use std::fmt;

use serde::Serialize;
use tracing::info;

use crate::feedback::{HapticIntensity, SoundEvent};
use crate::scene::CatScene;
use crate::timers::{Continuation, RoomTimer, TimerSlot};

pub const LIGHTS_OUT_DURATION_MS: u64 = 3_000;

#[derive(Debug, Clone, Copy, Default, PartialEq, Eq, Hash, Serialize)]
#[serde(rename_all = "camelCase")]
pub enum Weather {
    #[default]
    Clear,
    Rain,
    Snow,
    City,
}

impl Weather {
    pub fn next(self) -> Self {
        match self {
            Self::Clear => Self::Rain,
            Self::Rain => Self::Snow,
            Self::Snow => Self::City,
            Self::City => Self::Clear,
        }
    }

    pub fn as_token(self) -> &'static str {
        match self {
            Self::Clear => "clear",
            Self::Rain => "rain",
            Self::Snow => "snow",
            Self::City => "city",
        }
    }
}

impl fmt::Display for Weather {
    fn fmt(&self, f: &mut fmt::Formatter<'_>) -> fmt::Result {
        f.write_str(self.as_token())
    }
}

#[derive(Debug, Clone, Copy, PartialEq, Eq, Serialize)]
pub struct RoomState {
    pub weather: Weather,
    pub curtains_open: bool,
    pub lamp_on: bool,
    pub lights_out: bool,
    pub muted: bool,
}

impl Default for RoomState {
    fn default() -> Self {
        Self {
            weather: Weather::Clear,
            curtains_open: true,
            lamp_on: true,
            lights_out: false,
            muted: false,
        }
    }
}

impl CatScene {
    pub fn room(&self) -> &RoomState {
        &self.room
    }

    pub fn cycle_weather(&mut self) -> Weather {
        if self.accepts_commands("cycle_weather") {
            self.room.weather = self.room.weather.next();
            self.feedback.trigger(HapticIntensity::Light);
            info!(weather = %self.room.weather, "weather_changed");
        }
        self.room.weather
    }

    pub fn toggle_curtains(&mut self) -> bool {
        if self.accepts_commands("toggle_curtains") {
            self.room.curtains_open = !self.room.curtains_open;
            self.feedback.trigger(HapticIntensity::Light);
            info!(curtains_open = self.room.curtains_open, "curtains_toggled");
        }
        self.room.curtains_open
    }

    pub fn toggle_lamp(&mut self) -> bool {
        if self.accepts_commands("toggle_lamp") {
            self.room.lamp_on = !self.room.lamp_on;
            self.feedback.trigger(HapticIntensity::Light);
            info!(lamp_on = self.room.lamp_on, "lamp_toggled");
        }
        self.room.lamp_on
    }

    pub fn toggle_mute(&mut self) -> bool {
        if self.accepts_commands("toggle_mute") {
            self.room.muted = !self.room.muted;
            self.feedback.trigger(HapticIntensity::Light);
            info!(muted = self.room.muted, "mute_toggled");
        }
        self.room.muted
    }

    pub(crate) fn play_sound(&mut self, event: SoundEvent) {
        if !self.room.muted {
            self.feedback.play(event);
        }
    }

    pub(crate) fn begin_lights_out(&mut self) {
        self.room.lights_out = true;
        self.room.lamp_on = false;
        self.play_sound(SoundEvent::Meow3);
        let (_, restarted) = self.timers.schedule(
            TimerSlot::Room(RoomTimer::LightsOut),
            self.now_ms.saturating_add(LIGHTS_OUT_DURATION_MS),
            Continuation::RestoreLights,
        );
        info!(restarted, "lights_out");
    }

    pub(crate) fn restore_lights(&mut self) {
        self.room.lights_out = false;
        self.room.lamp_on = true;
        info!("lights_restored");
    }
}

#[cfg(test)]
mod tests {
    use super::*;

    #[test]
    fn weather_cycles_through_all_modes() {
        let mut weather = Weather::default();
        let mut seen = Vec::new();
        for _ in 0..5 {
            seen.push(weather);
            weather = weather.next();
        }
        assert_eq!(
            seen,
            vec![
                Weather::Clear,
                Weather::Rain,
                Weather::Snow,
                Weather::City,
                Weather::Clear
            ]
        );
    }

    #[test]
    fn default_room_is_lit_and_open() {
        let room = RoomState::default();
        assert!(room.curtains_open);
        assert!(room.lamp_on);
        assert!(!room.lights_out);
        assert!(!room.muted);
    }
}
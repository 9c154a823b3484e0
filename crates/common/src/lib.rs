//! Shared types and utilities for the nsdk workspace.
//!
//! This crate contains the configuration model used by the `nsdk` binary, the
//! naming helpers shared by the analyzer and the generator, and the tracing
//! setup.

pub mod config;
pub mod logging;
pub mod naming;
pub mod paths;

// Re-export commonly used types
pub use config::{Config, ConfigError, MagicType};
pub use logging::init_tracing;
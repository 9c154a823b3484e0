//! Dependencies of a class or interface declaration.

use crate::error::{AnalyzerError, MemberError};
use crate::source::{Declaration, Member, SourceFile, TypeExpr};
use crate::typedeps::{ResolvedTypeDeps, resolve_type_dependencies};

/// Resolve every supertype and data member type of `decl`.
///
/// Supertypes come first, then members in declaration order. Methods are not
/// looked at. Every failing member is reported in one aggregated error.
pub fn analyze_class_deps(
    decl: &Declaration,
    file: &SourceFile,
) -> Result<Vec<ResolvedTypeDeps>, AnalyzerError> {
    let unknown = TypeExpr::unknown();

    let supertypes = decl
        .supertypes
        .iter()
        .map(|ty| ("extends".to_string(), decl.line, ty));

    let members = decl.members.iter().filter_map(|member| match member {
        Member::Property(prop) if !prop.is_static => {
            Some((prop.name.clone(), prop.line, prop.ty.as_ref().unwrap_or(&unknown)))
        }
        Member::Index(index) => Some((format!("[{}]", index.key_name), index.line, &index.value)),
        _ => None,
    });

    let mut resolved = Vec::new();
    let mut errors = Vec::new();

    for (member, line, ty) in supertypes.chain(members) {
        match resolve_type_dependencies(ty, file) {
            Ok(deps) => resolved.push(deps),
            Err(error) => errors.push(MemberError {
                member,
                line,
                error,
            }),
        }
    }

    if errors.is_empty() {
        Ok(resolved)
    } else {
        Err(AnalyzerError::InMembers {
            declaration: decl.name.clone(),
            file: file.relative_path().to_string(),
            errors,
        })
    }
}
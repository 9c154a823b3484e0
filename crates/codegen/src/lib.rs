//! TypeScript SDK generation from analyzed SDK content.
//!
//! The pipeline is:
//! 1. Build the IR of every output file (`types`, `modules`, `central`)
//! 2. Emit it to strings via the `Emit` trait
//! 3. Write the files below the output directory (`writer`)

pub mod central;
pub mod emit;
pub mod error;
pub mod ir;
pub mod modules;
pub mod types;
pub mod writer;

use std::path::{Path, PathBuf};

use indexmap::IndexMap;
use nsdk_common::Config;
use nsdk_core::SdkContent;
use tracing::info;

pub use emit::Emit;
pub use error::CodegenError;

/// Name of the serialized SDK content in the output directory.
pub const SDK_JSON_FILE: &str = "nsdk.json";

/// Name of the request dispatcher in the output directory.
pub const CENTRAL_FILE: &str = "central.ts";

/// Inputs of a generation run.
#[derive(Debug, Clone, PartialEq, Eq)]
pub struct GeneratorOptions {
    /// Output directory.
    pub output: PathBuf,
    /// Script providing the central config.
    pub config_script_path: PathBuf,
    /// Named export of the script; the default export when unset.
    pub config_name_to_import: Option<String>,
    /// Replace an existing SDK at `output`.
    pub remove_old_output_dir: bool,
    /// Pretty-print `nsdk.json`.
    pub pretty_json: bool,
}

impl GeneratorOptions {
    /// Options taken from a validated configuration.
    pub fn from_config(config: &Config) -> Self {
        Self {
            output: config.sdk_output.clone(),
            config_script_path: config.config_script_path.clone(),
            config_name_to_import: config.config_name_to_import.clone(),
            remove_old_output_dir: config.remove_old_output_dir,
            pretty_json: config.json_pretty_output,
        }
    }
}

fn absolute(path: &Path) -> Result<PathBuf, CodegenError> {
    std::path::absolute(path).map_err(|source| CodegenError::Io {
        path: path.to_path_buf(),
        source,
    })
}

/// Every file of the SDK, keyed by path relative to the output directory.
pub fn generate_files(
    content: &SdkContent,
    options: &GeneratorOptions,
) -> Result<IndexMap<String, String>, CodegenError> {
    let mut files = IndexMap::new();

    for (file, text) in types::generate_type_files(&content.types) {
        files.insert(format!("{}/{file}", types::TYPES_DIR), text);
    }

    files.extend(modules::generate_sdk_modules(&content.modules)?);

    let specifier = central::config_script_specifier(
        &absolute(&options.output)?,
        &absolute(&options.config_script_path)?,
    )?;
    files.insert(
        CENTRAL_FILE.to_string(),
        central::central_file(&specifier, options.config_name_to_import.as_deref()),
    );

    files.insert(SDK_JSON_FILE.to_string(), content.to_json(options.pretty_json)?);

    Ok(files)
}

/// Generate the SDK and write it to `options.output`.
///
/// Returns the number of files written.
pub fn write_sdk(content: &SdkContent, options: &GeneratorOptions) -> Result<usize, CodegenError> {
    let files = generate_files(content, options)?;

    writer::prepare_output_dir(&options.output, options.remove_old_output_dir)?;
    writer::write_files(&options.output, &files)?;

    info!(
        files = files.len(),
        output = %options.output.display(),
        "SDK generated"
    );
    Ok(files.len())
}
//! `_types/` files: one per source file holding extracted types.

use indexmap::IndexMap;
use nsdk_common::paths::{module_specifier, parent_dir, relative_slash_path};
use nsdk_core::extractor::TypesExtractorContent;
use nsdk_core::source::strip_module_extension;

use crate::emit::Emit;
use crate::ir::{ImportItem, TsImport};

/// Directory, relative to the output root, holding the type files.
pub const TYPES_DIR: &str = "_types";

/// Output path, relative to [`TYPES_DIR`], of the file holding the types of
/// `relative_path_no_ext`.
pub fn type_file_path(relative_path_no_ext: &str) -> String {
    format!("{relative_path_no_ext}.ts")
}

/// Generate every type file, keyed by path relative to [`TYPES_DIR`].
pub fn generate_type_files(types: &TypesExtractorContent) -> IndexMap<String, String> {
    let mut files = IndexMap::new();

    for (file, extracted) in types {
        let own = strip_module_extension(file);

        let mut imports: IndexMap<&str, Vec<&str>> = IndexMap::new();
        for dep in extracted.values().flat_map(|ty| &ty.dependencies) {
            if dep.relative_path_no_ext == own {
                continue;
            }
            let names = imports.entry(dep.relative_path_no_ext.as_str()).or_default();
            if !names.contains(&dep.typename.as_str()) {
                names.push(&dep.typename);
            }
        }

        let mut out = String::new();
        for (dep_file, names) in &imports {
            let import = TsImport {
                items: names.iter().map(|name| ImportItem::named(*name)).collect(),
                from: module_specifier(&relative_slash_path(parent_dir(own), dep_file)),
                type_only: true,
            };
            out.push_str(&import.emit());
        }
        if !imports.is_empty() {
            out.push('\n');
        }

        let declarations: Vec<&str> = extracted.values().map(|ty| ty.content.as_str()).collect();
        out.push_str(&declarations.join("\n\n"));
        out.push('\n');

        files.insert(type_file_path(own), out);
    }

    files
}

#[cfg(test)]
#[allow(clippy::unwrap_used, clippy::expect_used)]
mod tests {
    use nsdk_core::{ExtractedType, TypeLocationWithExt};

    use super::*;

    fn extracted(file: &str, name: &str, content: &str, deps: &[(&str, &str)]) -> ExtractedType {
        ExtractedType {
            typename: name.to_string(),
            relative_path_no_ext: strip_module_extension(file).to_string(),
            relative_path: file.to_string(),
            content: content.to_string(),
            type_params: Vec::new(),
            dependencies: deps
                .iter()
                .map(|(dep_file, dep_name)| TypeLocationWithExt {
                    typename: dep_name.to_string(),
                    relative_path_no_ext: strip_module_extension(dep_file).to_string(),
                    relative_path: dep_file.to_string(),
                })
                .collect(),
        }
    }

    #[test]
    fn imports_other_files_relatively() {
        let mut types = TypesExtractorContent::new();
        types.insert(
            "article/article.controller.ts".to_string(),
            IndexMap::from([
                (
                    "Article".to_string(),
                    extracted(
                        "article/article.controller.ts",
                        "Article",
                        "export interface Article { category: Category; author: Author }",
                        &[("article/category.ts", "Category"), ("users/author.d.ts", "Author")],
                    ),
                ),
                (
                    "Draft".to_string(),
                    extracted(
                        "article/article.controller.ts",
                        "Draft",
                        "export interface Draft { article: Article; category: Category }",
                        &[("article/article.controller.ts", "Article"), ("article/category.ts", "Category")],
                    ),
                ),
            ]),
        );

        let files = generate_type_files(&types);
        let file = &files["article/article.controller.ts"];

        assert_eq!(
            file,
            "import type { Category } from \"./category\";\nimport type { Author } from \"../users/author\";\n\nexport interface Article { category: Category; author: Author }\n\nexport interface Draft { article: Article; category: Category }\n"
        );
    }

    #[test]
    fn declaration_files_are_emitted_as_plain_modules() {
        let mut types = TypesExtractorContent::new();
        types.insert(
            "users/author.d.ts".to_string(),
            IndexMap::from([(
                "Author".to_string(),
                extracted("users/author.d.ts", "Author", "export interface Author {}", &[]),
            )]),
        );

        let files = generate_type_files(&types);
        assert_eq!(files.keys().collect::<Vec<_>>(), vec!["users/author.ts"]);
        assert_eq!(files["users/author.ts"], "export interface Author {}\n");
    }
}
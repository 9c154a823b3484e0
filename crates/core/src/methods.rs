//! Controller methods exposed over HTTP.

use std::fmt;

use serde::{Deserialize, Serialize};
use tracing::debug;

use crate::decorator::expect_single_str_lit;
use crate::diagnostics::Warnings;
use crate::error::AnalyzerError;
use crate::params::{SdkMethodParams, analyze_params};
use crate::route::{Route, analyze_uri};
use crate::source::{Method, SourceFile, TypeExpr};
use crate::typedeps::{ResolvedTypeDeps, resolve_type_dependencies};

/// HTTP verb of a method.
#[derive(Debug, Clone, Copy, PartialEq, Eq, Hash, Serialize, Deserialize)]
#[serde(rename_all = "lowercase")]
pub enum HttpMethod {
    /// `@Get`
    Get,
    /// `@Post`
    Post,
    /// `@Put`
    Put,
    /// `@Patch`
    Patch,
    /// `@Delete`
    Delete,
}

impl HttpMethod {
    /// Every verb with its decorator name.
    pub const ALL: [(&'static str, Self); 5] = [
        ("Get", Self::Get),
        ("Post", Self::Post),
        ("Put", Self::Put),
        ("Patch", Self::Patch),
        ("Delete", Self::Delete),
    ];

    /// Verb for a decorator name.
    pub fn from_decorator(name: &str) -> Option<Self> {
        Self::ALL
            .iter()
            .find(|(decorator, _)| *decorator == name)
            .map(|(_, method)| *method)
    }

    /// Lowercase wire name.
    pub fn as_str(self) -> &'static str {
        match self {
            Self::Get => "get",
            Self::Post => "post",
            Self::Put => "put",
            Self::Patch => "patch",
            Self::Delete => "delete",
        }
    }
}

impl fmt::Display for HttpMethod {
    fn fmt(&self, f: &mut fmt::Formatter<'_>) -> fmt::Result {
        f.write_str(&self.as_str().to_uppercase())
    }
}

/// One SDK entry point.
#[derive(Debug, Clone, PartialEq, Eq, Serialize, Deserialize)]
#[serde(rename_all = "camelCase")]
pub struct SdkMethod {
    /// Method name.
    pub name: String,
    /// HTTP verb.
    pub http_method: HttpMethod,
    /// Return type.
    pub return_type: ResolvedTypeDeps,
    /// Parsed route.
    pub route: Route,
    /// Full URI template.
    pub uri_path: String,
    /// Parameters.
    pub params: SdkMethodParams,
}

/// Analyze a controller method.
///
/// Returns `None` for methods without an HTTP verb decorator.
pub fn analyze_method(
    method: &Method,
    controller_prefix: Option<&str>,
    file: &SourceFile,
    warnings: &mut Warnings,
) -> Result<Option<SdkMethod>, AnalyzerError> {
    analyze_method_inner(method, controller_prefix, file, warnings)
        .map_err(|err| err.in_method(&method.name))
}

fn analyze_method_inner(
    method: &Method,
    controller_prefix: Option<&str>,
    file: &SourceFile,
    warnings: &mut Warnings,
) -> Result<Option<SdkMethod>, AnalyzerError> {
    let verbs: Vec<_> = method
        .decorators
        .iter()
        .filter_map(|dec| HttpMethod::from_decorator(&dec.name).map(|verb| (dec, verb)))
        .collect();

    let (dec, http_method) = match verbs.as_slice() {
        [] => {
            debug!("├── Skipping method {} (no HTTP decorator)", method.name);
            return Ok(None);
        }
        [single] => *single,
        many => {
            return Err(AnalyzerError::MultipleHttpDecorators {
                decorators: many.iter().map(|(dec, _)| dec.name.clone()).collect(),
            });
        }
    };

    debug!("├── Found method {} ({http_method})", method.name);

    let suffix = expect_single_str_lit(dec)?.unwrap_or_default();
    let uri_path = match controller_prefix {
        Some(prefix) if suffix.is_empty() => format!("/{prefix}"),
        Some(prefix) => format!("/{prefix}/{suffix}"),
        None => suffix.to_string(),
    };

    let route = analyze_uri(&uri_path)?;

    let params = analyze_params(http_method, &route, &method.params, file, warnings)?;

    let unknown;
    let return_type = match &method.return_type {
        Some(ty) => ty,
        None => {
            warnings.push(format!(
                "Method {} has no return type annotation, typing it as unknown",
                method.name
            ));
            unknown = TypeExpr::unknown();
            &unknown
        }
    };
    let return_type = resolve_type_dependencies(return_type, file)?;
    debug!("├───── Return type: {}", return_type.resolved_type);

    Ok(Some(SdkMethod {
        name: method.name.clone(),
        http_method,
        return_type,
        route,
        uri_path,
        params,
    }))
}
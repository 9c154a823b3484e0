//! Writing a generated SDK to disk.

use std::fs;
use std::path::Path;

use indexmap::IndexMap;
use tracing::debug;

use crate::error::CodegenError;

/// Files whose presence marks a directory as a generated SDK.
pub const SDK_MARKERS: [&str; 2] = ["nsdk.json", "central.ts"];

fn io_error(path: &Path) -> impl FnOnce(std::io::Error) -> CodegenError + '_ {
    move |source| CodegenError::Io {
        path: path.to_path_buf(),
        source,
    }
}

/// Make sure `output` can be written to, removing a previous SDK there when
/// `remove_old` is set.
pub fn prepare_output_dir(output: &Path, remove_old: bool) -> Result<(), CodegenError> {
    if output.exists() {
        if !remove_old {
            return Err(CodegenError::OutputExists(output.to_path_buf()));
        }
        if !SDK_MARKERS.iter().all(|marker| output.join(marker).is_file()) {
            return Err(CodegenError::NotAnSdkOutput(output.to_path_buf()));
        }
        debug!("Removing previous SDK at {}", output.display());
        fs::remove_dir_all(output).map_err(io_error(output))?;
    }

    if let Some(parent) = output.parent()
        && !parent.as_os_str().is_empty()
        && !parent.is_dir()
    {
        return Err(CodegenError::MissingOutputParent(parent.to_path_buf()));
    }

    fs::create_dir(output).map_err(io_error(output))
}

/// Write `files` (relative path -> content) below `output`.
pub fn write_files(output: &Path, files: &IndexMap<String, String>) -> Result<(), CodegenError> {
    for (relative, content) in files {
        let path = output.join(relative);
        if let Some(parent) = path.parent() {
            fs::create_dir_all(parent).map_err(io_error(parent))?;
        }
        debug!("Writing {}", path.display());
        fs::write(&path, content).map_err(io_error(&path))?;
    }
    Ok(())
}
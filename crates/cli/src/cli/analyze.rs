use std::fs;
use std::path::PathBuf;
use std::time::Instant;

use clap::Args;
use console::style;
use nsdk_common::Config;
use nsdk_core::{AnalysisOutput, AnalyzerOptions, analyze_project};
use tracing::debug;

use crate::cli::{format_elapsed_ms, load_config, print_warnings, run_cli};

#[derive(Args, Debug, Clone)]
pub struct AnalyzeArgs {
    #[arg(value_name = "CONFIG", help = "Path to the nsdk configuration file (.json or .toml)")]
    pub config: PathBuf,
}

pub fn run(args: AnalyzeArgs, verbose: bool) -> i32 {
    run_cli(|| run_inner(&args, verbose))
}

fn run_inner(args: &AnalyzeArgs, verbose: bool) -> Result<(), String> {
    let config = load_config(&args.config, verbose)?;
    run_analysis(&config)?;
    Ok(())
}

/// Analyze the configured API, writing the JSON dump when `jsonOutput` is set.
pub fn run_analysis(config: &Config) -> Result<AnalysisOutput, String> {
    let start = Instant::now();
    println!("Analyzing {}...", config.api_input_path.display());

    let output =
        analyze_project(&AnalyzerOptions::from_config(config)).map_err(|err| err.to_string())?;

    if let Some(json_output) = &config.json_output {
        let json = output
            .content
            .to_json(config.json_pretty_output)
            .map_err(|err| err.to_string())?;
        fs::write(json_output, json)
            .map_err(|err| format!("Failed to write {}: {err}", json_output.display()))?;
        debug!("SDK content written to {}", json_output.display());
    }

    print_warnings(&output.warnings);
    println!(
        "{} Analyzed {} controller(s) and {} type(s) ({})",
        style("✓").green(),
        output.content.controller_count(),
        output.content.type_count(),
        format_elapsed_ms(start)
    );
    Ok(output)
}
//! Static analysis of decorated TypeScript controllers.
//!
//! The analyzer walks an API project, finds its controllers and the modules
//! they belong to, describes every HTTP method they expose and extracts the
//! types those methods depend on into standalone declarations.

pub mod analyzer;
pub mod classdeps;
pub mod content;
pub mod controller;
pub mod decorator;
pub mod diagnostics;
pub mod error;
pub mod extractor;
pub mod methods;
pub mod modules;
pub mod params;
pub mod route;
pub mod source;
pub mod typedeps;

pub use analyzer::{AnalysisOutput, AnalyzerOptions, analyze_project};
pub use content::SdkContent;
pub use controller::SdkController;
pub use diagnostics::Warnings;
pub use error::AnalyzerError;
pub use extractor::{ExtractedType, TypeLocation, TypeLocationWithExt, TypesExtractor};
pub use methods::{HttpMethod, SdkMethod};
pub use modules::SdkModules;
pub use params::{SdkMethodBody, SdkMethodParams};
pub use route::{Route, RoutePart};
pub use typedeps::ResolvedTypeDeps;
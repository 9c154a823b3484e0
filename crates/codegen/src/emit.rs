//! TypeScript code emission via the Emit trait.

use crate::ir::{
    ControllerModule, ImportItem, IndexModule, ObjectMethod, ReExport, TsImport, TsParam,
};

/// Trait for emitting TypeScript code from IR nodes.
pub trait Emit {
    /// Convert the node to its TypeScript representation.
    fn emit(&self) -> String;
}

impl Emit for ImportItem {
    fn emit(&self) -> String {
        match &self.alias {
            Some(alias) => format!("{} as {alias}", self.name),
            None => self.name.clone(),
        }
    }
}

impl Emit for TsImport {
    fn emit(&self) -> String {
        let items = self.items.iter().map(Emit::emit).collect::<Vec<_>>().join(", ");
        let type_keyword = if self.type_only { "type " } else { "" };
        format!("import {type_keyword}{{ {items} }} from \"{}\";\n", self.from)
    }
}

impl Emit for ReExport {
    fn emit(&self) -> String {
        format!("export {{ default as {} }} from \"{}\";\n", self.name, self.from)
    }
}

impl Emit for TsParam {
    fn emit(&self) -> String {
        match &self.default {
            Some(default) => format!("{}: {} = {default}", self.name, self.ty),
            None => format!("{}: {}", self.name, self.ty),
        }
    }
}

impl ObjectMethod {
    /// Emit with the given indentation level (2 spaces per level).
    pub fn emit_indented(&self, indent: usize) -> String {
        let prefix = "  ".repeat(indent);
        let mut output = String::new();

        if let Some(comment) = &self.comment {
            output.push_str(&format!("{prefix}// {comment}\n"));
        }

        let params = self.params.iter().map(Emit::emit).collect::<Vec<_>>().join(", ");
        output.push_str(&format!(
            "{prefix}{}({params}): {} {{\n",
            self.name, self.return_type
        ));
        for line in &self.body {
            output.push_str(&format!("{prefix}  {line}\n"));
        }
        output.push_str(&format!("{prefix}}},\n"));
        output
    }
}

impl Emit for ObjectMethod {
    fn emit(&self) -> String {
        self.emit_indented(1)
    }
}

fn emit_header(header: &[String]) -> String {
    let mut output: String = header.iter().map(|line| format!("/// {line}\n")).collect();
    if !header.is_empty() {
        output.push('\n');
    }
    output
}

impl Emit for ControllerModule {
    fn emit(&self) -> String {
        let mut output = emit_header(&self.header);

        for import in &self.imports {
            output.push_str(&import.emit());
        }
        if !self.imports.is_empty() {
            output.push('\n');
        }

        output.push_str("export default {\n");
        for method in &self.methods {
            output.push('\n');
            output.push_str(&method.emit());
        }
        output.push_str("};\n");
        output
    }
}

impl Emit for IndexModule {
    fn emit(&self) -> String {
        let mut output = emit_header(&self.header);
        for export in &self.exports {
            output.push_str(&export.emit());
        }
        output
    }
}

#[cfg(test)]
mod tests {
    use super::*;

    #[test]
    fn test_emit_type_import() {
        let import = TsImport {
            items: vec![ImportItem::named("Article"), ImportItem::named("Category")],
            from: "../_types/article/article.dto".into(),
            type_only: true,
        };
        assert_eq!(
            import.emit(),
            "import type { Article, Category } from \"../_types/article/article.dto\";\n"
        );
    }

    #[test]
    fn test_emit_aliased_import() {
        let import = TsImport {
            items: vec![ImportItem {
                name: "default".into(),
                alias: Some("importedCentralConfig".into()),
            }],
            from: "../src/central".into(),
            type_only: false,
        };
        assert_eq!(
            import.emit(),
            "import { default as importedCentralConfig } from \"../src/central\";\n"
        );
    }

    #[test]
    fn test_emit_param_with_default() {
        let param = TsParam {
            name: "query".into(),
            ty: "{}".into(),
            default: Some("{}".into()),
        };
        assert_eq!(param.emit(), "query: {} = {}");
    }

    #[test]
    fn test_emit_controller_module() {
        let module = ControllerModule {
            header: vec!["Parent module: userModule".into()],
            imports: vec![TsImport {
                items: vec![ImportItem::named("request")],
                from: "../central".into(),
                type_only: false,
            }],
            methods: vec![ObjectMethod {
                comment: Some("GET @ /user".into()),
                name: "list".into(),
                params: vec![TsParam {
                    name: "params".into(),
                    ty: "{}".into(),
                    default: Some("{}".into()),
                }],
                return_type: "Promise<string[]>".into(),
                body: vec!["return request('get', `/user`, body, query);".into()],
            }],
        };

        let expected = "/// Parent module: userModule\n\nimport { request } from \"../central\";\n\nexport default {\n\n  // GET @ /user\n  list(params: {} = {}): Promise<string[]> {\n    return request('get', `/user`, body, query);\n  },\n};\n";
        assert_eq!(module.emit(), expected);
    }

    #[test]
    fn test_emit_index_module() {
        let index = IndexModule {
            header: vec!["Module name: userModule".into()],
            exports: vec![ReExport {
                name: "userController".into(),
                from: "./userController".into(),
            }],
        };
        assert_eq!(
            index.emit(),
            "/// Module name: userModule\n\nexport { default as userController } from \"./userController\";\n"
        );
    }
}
+ + + + + + +
## AIM OF THE EXERCISE
Repeat exactly the lines of the listing from its first line through the line that holds "pub struct RoomState". Nothing else should appear.

## SOLVED EXERCISE
use std::fmt;

use serde::Serialize;
use tracing::info;

use crate::feedback::{HapticIntensity, SoundEvent};
use crate::scene::CatScene;
use crate::timers::{Continuation, RoomTimer, TimerSlot};

pub const LIGHTS_OUT_DURATION_MS: u64 = 3_000;

#[derive(Debug, Clone, Copy, Default, PartialEq, Eq, Hash, Serialize)]
#[serde(rename_all = "camelCase")]
pub enum Weather {
    #[default]
    Clear,
    Rain,
    Snow,
    City,
}

impl Weather {
    pub fn next(self) -> Self {
        match self {
            Self::Clear => Self::Rain,
            Self::Rain => Self::Snow,
            Self::Snow => Self::City,
            Self::City => Self::Clear,
        }
    }

    pub fn as_token(self) -> &'static str {
        match self {
            Self::Clear => "clear",
            Self::Rain => "rain",
            Self::Snow => "snow",
            Self::City => "city",
        }
    }
}

impl fmt::Display for Weather {
    fn fmt(&self, f: &mut fmt::Formatter<'_>) -> fmt::Result {
        f.write_str(self.as_token())
    }
}

#[derive(Debug, Clone, Copy, PartialEq, Eq, Serialize)]
pub struct RoomState {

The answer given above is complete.